-- Information shown follows --
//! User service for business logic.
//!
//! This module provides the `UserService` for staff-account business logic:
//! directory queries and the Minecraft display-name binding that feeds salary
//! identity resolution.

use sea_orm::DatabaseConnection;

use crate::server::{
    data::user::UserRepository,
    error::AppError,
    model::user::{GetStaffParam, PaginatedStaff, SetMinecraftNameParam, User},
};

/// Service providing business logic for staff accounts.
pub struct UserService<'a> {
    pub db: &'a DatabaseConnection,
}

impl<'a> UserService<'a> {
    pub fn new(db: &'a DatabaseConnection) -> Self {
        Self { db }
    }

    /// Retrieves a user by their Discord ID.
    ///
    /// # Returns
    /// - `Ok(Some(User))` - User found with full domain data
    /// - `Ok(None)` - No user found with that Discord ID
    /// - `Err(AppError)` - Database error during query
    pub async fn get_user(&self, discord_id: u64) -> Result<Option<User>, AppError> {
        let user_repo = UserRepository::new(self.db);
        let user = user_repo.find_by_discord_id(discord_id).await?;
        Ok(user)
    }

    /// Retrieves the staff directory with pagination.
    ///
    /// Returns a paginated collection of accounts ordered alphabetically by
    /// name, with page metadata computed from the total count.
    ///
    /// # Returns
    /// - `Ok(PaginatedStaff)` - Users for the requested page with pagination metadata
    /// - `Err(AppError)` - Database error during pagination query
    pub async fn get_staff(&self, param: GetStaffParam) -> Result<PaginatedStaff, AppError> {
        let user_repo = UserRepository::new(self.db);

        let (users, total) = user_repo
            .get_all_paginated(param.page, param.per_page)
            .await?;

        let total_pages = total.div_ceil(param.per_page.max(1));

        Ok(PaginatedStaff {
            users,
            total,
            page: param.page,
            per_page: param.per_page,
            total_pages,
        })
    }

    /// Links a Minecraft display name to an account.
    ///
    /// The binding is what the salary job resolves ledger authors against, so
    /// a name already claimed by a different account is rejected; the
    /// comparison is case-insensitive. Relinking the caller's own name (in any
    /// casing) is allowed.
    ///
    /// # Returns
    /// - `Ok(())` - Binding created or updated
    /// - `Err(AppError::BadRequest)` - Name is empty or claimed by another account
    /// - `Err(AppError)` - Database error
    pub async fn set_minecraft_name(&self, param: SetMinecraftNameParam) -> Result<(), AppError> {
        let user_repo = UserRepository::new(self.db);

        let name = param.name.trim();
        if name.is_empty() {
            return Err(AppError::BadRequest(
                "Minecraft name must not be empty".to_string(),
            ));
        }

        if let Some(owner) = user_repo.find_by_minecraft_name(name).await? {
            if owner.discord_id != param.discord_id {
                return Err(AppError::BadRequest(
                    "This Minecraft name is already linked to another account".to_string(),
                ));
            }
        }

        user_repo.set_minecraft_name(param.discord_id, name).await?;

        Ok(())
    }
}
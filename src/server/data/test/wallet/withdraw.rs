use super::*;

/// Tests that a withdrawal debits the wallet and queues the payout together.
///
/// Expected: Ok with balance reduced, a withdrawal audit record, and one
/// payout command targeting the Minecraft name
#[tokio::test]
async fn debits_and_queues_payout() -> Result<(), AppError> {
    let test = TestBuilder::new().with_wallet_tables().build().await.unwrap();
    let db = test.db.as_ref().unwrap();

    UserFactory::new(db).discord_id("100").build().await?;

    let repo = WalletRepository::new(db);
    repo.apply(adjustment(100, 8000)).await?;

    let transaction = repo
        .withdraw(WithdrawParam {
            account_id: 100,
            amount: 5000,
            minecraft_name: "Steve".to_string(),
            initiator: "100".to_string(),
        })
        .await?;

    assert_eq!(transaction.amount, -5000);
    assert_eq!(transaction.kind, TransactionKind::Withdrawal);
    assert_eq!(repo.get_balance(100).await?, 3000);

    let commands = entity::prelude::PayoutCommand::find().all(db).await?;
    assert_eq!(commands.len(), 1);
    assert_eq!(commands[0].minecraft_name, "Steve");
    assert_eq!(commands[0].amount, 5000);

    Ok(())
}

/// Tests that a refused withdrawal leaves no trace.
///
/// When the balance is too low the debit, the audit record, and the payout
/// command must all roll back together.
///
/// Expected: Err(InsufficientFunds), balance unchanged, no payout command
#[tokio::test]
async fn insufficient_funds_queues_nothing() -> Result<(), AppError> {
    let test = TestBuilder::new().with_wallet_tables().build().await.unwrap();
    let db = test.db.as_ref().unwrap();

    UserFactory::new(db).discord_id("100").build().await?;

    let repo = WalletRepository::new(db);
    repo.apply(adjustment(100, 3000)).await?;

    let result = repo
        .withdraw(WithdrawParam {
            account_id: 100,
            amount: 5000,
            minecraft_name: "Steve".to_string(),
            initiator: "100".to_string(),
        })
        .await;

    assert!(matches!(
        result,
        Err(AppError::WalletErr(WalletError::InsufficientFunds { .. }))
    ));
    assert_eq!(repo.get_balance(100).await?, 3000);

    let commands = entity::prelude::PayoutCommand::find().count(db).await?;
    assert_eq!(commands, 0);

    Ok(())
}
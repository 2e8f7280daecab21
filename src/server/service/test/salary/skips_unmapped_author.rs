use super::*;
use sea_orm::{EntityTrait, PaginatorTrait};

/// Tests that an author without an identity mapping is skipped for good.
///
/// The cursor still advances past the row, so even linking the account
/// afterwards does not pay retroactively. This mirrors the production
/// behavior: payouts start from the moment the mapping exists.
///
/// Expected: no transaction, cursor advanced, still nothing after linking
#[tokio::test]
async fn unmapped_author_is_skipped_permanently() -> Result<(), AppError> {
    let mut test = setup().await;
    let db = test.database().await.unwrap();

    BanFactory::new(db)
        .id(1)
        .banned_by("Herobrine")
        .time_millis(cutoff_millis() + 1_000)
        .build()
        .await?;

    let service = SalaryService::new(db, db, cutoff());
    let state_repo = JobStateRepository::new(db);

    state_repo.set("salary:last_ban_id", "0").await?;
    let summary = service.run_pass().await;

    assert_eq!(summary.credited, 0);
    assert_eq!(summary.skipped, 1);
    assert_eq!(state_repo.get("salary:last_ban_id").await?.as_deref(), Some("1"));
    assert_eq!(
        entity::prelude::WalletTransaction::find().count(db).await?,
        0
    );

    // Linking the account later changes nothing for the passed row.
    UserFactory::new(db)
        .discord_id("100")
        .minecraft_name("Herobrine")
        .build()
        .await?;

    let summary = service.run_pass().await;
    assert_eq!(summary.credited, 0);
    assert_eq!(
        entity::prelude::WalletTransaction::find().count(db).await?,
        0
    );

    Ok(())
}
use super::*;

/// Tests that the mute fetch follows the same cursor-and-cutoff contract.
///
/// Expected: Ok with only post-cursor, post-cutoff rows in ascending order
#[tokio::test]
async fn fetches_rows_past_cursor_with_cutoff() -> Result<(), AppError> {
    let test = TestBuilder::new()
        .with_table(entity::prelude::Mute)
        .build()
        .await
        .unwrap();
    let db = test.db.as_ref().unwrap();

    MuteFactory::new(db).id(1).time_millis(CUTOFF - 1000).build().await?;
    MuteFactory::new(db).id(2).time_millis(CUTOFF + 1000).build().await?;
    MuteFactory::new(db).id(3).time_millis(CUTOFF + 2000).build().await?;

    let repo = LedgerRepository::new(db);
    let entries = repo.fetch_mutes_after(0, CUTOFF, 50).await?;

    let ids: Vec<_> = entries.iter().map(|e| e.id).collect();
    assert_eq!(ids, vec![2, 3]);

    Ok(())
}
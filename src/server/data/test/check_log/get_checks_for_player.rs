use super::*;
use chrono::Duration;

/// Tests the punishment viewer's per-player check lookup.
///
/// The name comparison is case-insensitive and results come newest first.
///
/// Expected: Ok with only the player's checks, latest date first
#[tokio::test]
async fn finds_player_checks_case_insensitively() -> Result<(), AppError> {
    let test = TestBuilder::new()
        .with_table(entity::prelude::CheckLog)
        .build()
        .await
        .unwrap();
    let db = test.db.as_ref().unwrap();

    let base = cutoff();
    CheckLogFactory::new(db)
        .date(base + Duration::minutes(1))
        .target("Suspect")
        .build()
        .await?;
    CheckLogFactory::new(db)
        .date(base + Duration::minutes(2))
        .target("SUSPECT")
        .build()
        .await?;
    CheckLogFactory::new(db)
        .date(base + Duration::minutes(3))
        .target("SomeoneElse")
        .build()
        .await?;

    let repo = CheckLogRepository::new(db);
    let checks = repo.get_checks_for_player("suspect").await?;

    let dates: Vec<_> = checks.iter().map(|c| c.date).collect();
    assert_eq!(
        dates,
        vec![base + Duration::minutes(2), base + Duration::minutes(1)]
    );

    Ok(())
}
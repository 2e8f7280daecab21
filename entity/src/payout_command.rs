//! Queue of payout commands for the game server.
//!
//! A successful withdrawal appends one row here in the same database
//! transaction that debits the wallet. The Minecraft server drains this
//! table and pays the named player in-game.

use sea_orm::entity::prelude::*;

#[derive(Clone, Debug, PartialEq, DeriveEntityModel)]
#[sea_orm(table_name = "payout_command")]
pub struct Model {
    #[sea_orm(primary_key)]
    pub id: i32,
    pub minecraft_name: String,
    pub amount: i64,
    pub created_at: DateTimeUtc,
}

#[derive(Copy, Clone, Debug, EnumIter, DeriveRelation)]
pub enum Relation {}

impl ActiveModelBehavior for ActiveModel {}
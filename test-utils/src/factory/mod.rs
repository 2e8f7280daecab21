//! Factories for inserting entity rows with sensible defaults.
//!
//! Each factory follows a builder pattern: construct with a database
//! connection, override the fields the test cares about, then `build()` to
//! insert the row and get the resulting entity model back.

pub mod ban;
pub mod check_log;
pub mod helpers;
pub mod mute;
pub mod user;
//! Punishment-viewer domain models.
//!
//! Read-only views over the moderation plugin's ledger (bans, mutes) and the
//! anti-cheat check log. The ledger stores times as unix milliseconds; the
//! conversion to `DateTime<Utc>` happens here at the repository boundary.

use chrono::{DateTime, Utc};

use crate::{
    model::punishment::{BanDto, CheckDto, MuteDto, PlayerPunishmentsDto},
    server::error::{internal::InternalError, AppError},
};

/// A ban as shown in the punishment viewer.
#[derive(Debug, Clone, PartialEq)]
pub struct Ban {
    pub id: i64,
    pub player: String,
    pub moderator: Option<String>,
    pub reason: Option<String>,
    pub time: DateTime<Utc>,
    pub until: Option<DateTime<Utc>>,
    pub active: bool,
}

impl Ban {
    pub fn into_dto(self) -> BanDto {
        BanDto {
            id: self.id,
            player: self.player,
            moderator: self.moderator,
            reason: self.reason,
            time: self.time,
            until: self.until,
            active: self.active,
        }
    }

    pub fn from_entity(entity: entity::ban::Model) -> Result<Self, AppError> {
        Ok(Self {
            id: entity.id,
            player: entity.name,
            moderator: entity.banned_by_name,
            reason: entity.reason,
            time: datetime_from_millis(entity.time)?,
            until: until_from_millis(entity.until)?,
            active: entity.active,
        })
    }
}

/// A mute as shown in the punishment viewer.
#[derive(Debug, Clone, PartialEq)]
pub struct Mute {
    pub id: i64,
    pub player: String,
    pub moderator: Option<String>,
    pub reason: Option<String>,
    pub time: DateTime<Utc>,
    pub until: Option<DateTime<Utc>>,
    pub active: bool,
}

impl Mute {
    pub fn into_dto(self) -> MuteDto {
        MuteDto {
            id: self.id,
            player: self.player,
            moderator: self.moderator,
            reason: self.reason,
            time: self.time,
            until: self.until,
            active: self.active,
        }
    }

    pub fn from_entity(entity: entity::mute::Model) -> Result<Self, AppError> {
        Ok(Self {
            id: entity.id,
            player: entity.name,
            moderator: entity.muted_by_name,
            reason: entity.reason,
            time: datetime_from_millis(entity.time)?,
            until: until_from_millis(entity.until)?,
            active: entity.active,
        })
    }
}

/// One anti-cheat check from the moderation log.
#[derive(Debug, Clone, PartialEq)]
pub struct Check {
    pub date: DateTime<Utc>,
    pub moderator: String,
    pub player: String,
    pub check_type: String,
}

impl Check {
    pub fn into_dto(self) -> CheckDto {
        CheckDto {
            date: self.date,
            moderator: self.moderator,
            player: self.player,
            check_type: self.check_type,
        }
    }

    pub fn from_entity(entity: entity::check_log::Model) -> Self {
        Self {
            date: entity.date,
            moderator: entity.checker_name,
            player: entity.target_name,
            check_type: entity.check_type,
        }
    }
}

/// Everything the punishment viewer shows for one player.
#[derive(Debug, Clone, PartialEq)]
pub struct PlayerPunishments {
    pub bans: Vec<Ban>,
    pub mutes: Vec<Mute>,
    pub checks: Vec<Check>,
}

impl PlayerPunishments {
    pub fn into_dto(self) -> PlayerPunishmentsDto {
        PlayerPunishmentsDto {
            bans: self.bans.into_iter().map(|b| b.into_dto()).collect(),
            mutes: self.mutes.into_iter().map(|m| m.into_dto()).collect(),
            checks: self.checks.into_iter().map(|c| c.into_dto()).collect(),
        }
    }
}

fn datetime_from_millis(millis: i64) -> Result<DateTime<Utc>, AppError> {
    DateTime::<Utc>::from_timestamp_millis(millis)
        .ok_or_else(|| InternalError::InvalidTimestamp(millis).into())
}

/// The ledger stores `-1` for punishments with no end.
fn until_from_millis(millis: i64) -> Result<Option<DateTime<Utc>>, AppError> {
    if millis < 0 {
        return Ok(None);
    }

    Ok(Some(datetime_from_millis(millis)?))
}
-- Information shown concluded --
Assignment
Please copy out each line in the entries that mentions the string "PayoutCommand".

Answer box
    let commands = entity::prelude::PayoutCommand::find().all(db).await?;
    let commands = entity::prelude::PayoutCommand::find().count(db).await?;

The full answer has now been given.